Melton Hill Lake near Oak Ridge, Tenn., was the site of the 2013 USRowing Youth National Championships, the culmination of the spring season and one of the highest levels of competition a junior rower can reach. The lake itself is more than 50 miles long, and its color theme is green, with green foliage-laden banks and green water. Such a setting, with more than 1,500 athletes from around the nation, could have intimidated Vashon’s young rowers, but with pluck and levity they returned with impressive results.
Because Vashon travels across the country and rents its rowing shells on location, team members decided to have some fun with boat names, writing them temporarily on the sides of shells. Most boats are named after the donors who provided them or trot out an inspirational cliché, such as “The Agony and the Ecstasy.” But the juniors tipped over the creativity meter this time with names such as “The Mantis Shrimp,” “2K Banana Slug” and “The Asylum.”
However, if the qualifying district championships last month were a beach party, then the Nationals had more the overall feel of an accounting convention. So the juniors got down to business.
Heat races took place Friday. In a format unique to rowing, only the winning boat of each heat advances to semifinals. Another round of heats are rowed either Friday afternoon or Saturday morning, and the top two boats in each of the second races go on to the semifinal with the third-place boat (plus the next two boats by overall time) going to the C final on Sunday.
After these first two rounds of racing, Vashon had four boats into the semi-finals and four into C finals. However that tally doesn’t quite tell the whole success story. In 2012, Vashon’s juniors won some very tight races (in one case by 18 milliseconds). In 2013, it was the reverse: Two boats missed the semifinals by a total of a half-second.
Saturday’s semifinals further broke the field into Sunday’s A and B finals with the three fastest shells in each semifinal going to the A final. When Saturday’s racing was done, Vashon had one crew heading to an A final and three boats going to B finals.
On Sunday, the team’s morale was high, and the early regatta jitters transformed into steely resolve.
Gus Magnuson and Tate Gill rowed a powerful Men’s Open Double race to take the bronze medal and keep the club’s three-year medal streak alive. Magnuson now has three national medals and Gill two, adding to their successes in 2012.
Kalie Heffernan and Kirsten Girard placed seventh overall, winning the B final in the Women’s Open Double.
The Lightweight Women’s Four with Emily Milbrath, Katelyn Carter, Shannon Lipe, Leanne Anderson and coxswain Ally Clevenger took eighth overall, placing second in the B final. It is unlikely that any other boat in the regatta placed so high with two novice rowers on board.
Anne Gaspers braved early morning fog and a very competitive field to row her single (the “Baby Giraffe”) to 12th place.

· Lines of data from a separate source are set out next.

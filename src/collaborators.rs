//! External collaborator interfaces (spec §1, §6) and in-memory test doubles.
//!
//! `BufferManager`, `TaskManager`, `StorageManager`, and `EventHandler` are
//! explicitly out of scope per the purpose statement -- real
//! implementations live in the surrounding shuffle service. What belongs
//! here is the narrow trait surface the engine actually calls, plus
//! reference implementations good enough to drive the crate's own tests
//! and the demo binary.
//!
//! The reference-counted-buffer race described in the DESIGN NOTES (a
//! flush path releasing a block's memory while a reader is mid-retain) is
//! modeled the idiomatic way: the buffer manager holds the strong
//! [`std::sync::Arc`] owner, callers only ever see a [`WeakBlockHandle`],
//! and [`WeakBlockHandle::retain`] is a plain `Weak::upgrade` that returns
//! `None` if the flush path won the race. This replaces the "catch the
//! release exception" idiom entirely.

use std::collections::HashMap;
use std::io;
use std::path::PathBuf;
use std::sync::{Arc, Weak};

use async_trait::async_trait;
use bytes::Bytes;
use parking_lot::Mutex;

use crate::block::{Block, BlockId};

/// Outcome of [`BufferManager::cache`].
#[derive(Debug, Clone, Copy, PartialEq, Eq)]
pub enum CacheStatus {
    Success,
    /// Admission/bookkeeping rejected the block; the caller should release
    /// its buffer and treat the write as failed (spec §4.A step 3).
    Rejected,
}

/// The payload behind a [`WeakBlockHandle`]. Split out from [`Block`] so the
/// buffer manager can hold the strong owner while handing callers only a
/// weak view.
#[derive(Debug)]
pub struct BlockPayload {
    pub data_length: u32,
    pub uncompressed_length: u32,
    pub crc: u64,
    pub task_attempt_id: u64,
    pub bytes: Bytes,
}

/// A weak, racy view of an in-memory block.
///
/// Produced by [`BufferManager::get`]. Does not keep the block alive; the
/// owning buffer manager may drop its strong reference (e.g. because a
/// flush completed) at any time. [`WeakBlockHandle::retain`] is the
/// "on-LAB deep-copy or heap-allocated retain+duplicate" step from spec
/// §4.C collapsed into one upgrade attempt -- whether the underlying
/// allocator recycles the bytes as a unit (LAB) or per-block (heap) is the
/// buffer manager's concern, not the caller's.
#[derive(Clone)]
pub struct WeakBlockHandle {
    block_id: BlockId,
    payload: Weak<BlockPayload>,
}

impl WeakBlockHandle {
    pub fn block_id(&self) -> BlockId {
        self.block_id
    }

    /// Attempts to retain a strong, duplicated view of the payload. Returns
    /// `None` if the buffer manager already released it -- the caller falls
    /// back to the file-backed segment for this block.
    pub fn retain(&self) -> Option<Arc<BlockPayload>> {
        self.payload.upgrade()
    }
}

/// Stores and indexes in-memory blocks keyed by (app, shuffle, partition, blockId).
#[async_trait]
pub trait BufferManager: Send + Sync {
    async fn get(
        &self,
        app_id: &str,
        shuffle_id: u32,
        partition_id: u32,
        block_id: BlockId,
    ) -> Option<WeakBlockHandle>;

    async fn cache(&self, app_id: &str, shuffle_id: u32, data: Block) -> CacheStatus;

    fn update_cached_block_ids(
        &self,
        app_id: &str,
        shuffle_id: u32,
        partition_id: u32,
        block_ids: &[BlockId],
    );
}

/// Global memory admission control and block-id bookkeeping.
#[async_trait]
pub trait TaskManager: Send + Sync {
    async fn require_memory(&self, n: u64, high_priority: bool) -> bool;
    fn release_memory(&self, n: u64, is_releasing_from_buffer: bool, is_pre_allocation: bool);
}

/// The result of resolving a partition's on-disk storage location.
#[derive(Debug, Clone)]
pub struct ShuffleIndex {
    pub data_file_name: PathBuf,
    pub index_bytes: Vec<u8>,
}

/// Resolves a (app, shuffle, partition) triple to its local data/index file pair.
///
/// Two different file pairs flow through this trait: the *input* partition's
/// data/index files (`data_file_path`/`index_file_path`, consumed directly by
/// [`crate::file_reader::BlockFlushFileReader`] while assembling segments)
/// and the *merged-output* index under the merged-app alias, which
/// [`crate::reader::MergedBlockReader`] reloads frequently and so gets back
/// as already-read bytes (`shuffle_index`, mirroring the
/// `ReadHandler.getShuffleIndex() -> IndexResult{dataFileName, indexBytes}`
/// shape from spec §6).
#[async_trait]
pub trait StorageManager: Send + Sync {
    async fn shuffle_index(
        &self,
        app_id: &str,
        shuffle_id: u32,
        partition_id: u32,
    ) -> io::Result<ShuffleIndex>;

    fn data_file_path(&self, app_id: &str, shuffle_id: u32, partition_id: u32) -> PathBuf;

    fn index_file_path(&self, app_id: &str, shuffle_id: u32, partition_id: u32) -> PathBuf;
}

/// A merge trigger submitted by [`crate::partition::Partition::start_sort_merge`].
#[derive(Debug, Clone)]
pub struct MergeEvent {
    pub app_id: String,
    pub shuffle_id: u32,
    pub partition_id: u32,
    pub expected_block_ids: Vec<BlockId>,
}

/// Accepts merge triggers for scheduling onto the merge-worker pool.
///
/// `handle` returning `false` means submission was refused (pool shutting
/// down, queue full); the partition moves straight to `INTERNAL_ERROR`.
pub trait EventHandler: Send + Sync {
    fn handle(&self, event: MergeEvent) -> bool;
}

/// Reference implementations good enough to drive this crate's own tests
/// and the demo binary. Not part of the scoped engine (spec §1).
pub mod testing {
    use super::*;

    type BlockKey = (String, u32, u32, BlockId);

    #[derive(Default)]
    pub struct InMemoryBufferManager {
        blocks: Mutex<HashMap<BlockKey, Arc<BlockPayload>>>,
        cached: Mutex<Vec<(String, u32, Block)>>,
    }

    impl InMemoryBufferManager {
        pub fn new() -> Self {
            Self::default()
        }

        /// Registers a resident block, returning the strong owner so a test
        /// can later drop it to simulate the flush path winning the race.
        pub fn insert(
            &self,
            app_id: &str,
            shuffle_id: u32,
            partition_id: u32,
            block_id: BlockId,
            bytes: Bytes,
        ) -> Arc<BlockPayload> {
            let payload = Arc::new(BlockPayload {
                data_length: bytes.len() as u32,
                uncompressed_length: bytes.len() as u32,
                crc: 0,
                task_attempt_id: 0,
                bytes,
            });
            self.blocks.lock().insert(
                (app_id.to_string(), shuffle_id, partition_id, block_id),
                Arc::clone(&payload),
            );
            payload
        }

        /// Drops this manager's own strong reference, simulating a
        /// concurrent flush releasing the block out from under a reader.
        pub fn release(&self, app_id: &str, shuffle_id: u32, partition_id: u32, block_id: BlockId) {
            self.blocks
                .lock()
                .remove(&(app_id.to_string(), shuffle_id, partition_id, block_id));
        }

        pub fn cached_blocks(&self) -> Vec<(String, u32, Block)> {
            self.cached.lock().clone()
        }
    }

    #[async_trait]
    impl BufferManager for InMemoryBufferManager {
        async fn get(
            &self,
            app_id: &str,
            shuffle_id: u32,
            partition_id: u32,
            block_id: BlockId,
        ) -> Option<WeakBlockHandle> {
            let key = (app_id.to_string(), shuffle_id, partition_id, block_id);
            self.blocks.lock().get(&key).map(|payload| WeakBlockHandle {
                block_id,
                payload: Arc::downgrade(payload),
            })
        }

        async fn cache(&self, app_id: &str, shuffle_id: u32, data: Block) -> CacheStatus {
            self.cached.lock().push((app_id.to_string(), shuffle_id, data));
            CacheStatus::Success
        }

        fn update_cached_block_ids(&self, _app_id: &str, _shuffle_id: u32, _partition_id: u32, _block_ids: &[BlockId]) {}
    }

    /// Always grants memory immediately; tests that exercise backoff timing
    /// use [`ScriptedTaskManager`] instead.
    #[derive(Default)]
    pub struct AlwaysGrantTaskManager;

    #[async_trait]
    impl TaskManager for AlwaysGrantTaskManager {
        async fn require_memory(&self, _n: u64, _high_priority: bool) -> bool {
            true
        }

        fn release_memory(&self, _n: u64, _is_releasing_from_buffer: bool, _is_pre_allocation: bool) {}
    }

    /// Denies the first `denials` calls to `require_memory`, then grants.
    /// Used to exercise the exponential-backoff admission path deterministically.
    pub struct ScriptedTaskManager {
        denials: Mutex<u32>,
    }

    impl ScriptedTaskManager {
        pub fn new(denials: u32) -> Self {
            Self {
                denials: Mutex::new(denials),
            }
        }
    }

    #[async_trait]
    impl TaskManager for ScriptedTaskManager {
        async fn require_memory(&self, _n: u64, _high_priority: bool) -> bool {
            let mut remaining = self.denials.lock();
            if *remaining == 0 {
                true
            } else {
                *remaining -= 1;
                false
            }
        }

        fn release_memory(&self, _n: u64, _is_releasing_from_buffer: bool, _is_pre_allocation: bool) {}
    }

    #[derive(Default)]
    pub struct InMemoryStorageManager {
        /// Merged-output index bytes, keyed by the merged-app alias (F's reload path).
        merged_indexes: Mutex<HashMap<(String, u32, u32), ShuffleIndex>>,
        /// Input partition's (data file, index file) paths (B's direct-open path).
        input_paths: Mutex<HashMap<(String, u32, u32), (PathBuf, PathBuf)>>,
    }

    impl InMemoryStorageManager {
        pub fn new() -> Self {
            Self::default()
        }

        pub fn set_index(&self, app_id: &str, shuffle_id: u32, partition_id: u32, index: ShuffleIndex) {
            self.merged_indexes
                .lock()
                .insert((app_id.to_string(), shuffle_id, partition_id), index);
        }

        pub fn set_input_paths(
            &self,
            app_id: &str,
            shuffle_id: u32,
            partition_id: u32,
            data_file: PathBuf,
            index_file: PathBuf,
        ) {
            self.input_paths.lock().insert(
                (app_id.to_string(), shuffle_id, partition_id),
                (data_file, index_file),
            );
        }
    }

    #[async_trait]
    impl StorageManager for InMemoryStorageManager {
        async fn shuffle_index(&self, app_id: &str, shuffle_id: u32, partition_id: u32) -> io::Result<ShuffleIndex> {
            self.merged_indexes
                .lock()
                .get(&(app_id.to_string(), shuffle_id, partition_id))
                .cloned()
                .ok_or_else(|| io::Error::new(io::ErrorKind::NotFound, "no shuffle index registered"))
        }

        fn data_file_path(&self, app_id: &str, shuffle_id: u32, partition_id: u32) -> PathBuf {
            self.input_paths
                .lock()
                .get(&(app_id.to_string(), shuffle_id, partition_id))
                .map(|(data, _)| data.clone())
                .unwrap_or_default()
        }

        fn index_file_path(&self, app_id: &str, shuffle_id: u32, partition_id: u32) -> PathBuf {
            self.input_paths
                .lock()
                .get(&(app_id.to_string(), shuffle_id, partition_id))
                .map(|(_, index)| index.clone())
                .unwrap_or_default()
        }
    }

    /// Runs the submitted event inline via `tokio::spawn`, always accepting.
    pub struct InlineEventHandler<F>
    where
        F: Fn(MergeEvent) + Send + Sync + 'static,
    {
        on_event: F,
    }

    impl<F> InlineEventHandler<F>
    where
        F: Fn(MergeEvent) + Send + Sync + 'static,
    {
        pub fn new(on_event: F) -> Self {
            Self { on_event }
        }
    }

    impl<F> EventHandler for InlineEventHandler<F>
    where
        F: Fn(MergeEvent) + Send + Sync + 'static,
    {
        fn handle(&self, event: MergeEvent) -> bool {
            (self.on_event)(event);
            true
        }
    }

    /// Always refuses; used to test the INITED -> INTERNAL_ERROR path.
    #[derive(Default)]
    pub struct RefusingEventHandler;

    impl EventHandler for RefusingEventHandler {
        fn handle(&self, _event: MergeEvent) -> bool {
            false
        }
    }
}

Nathaniel Petram and Baxter Call (rowing the “Call Petram 206 601 4789”) roared back from a close loss in the repechage to take the C final by open water and a 13th-place national finish.
Shannon Lipe and Katelyn Carter in their Women’s Lightweight Double and the Women’s Open Quad with Kalie Heffernan, Anna Ripley, Hannah Russell and Kirsten Girard both placed 14th.

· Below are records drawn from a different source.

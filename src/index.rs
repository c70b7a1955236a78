//! On-disk shuffle index: a flat sequence of fixed 40-byte big-endian
//! records, and the in-memory cache built from them (spec §3, §4.F, §6).
//!
//! The record codec mirrors `disk_v2::record`'s checksummed-fixed-record
//! shape but without `rkyv`: the wire layout here is fully specified by the
//! spec (`offset:u64 | length:u32 | uncompressed:u32 | crc:u64 | blockId:u64
//! | taskAttemptId:u64`), so a hand-rolled `bytes::Buf`/`BufMut` codec is the
//! idiomatic fit rather than a general-purpose archive format.

use std::collections::HashMap;
use std::io;

use bytes::{Buf, Bytes};
use snafu::{ensure, Snafu};

use crate::block::BlockId;

/// Size in bytes of one index record (spec §6).
pub const INDEX_RECORD_LEN: usize = 40;

/// Errors surfaced while reading or parsing a shuffle index file.
#[derive(Debug, Snafu)]
pub enum IndexError {
    #[snafu(display("failed to read shuffle index: {}", source))]
    Io { source: io::Error },

    #[snafu(display("index record truncated: expected {} bytes, got {}", expected, actual))]
    Truncated { expected: usize, actual: usize },
}

/// One parsed index record.
///
/// `crc`, `uncompressed`, and `task_attempt_id` are retained for API
/// completeness but are deliberately **not** validated against the data file
/// on read -- see the Open Question in spec §9 and `DESIGN.md`. A future
/// revision could validate `crc` here if corruption in the field became a
/// real concern.
#[derive(Debug, Clone, Copy, PartialEq, Eq)]
pub struct ShuffleMetaEntry {
    pub offset: u64,
    pub length: u32,
    pub uncompressed: u32,
    pub crc: u64,
    pub block_id: BlockId,
    pub task_attempt_id: u64,
}

impl ShuffleMetaEntry {
    fn parse(buf: &mut Bytes) -> Result<Self, IndexError> {
        ensure!(
            buf.remaining() >= INDEX_RECORD_LEN,
            TruncatedSnafu {
                expected: INDEX_RECORD_LEN,
                actual: buf.remaining(),
            }
        );
        Ok(Self {
            offset: buf.get_u64(),
            length: buf.get_u32(),
            uncompressed: buf.get_u32(),
            crc: buf.get_u64(),
            block_id: buf.get_u64(),
            task_attempt_id: buf.get_u64(),
        })
    }

    pub fn encode(&self, out: &mut bytes::BytesMut) {
        use bytes::BufMut;
        out.put_u64(self.offset);
        out.put_u32(self.length);
        out.put_u32(self.uncompressed);
        out.put_u64(self.crc);
        out.put_u64(self.block_id);
        out.put_u64(self.task_attempt_id);
    }
}

/// Parses every complete record out of `raw`, in file order.
pub fn parse_index_records(raw: &[u8]) -> Result<Vec<ShuffleMetaEntry>, IndexError> {
    let mut buf = Bytes::copy_from_slice(raw);
    let mut entries = Vec::with_capacity(buf.len() / INDEX_RECORD_LEN);
    while buf.has_remaining() {
        entries.push(ShuffleMetaEntry::parse(&mut buf)?);
    }
    Ok(entries)
}

/// Cached mapping `blockId -> (offset, length)` into a named data file.
///
/// The index may lag behind the actual file; it is reloaded on demand when a
/// queried `blockId` is absent (spec §3, §4.F). To keep repeated reloads
/// cheap as the index grows, the cache remembers how many bytes of the raw
/// index it has already parsed (the watermark) so a reload only parses the
/// new tail.
#[derive(Debug, Default)]
pub struct ShuffleMeta {
    entries: HashMap<BlockId, ShuffleMetaEntry>,
    watermark: usize,
}

impl ShuffleMeta {
    pub fn new() -> Self {
        Self::default()
    }

    pub fn get(&self, block_id: BlockId) -> Option<ShuffleMetaEntry> {
        self.entries.get(&block_id).copied()
    }

    pub fn contains(&self, block_id: BlockId) -> bool {
        self.entries.contains_key(&block_id)
    }

    /// Reparses only the bytes appended since the last reload, per the
    /// append-only/watermark model in spec §9's "growing-file index reload"
    /// design note.
    pub fn reload(&mut self, full_index_bytes: &[u8]) -> Result<(), IndexError> {
        if full_index_bytes.len() < self.watermark {
            // The index shrank out from under us (e.g. truncated/recreated);
            // reparse from scratch rather than skip bytes that no longer exist.
            self.entries.clear();
            self.watermark = 0;
        }

        let tail = &full_index_bytes[self.watermark..];
        let usable_len = tail.len() - (tail.len() % INDEX_RECORD_LEN);
        let new_entries = parse_index_records(&tail[..usable_len])?;
        for entry in new_entries {
            self.entries.insert(entry.block_id, entry);
        }
        self.watermark += usable_len;
        Ok(())
    }

    pub fn clear(&mut self) {
        self.entries.clear();
        self.watermark = 0;
    }
}

#[cfg(test)]
mod tests {
    use super::*;
    use bytes::BytesMut;
    use pretty_assertions::assert_eq;

    fn sample(block_id: BlockId, offset: u64, length: u32) -> ShuffleMetaEntry {
        ShuffleMetaEntry {
            offset,
            length,
            uncompressed: length,
            crc: 0xDEAD_BEEF,
            block_id,
            task_attempt_id: 7,
        }
    }

    #[test]
    fn round_trips_a_record() {
        let entry = sample(42, 1024, 256);
        let mut buf = BytesMut::new();
        entry.encode(&mut buf);
        assert_eq!(buf.len(), INDEX_RECORD_LEN);

        let parsed = parse_index_records(&buf).unwrap();
        assert_eq!(parsed, vec![entry]);
    }

    #[test]
    fn reload_is_incremental_over_the_watermark() {
        let mut meta = ShuffleMeta::new();
        let mut buf = BytesMut::new();
        sample(1, 0, 10).encode(&mut buf);
        meta.reload(&buf).unwrap();
        assert!(meta.contains(1));
        assert!(!meta.contains(2));

        sample(2, 10, 20).encode(&mut buf);
        meta.reload(&buf).unwrap();
        assert!(meta.contains(1));
        assert!(meta.contains(2));
        assert_eq!(meta.get(2).unwrap().offset, 10);
    }

    #[test]
    fn reload_tolerates_a_partially_written_trailing_record() {
        let mut meta = ShuffleMeta::new();
        let mut buf = BytesMut::new();
        sample(1, 0, 10).encode(&mut buf);
        buf.extend_from_slice(&[0u8; 12]); // partial next record, still being written
        meta.reload(&buf).unwrap();
        assert!(meta.contains(1));
        assert_eq!(meta.entries.len(), 1);
    }
}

The Men’s Open Quad of Magnuson, Gill, Jacob Plihal and Isaiah Mosser-Rohe took fifth in their C final and 17th in the nation.
Vashon rowing coach Richard Parr said he was proud of the nationals rowers who distinguished themselves both on and off the water.
“Our kids are not only great athletes but also great citizens and representatives of Vashon on the national stage,” he said.
He said the club’s performances at districts last month and at nationals proved Vashon has a top-10 program.
“We’ll start working this summer to find that extra 10 to 15 seconds we need to be in the top three across the board,” he said.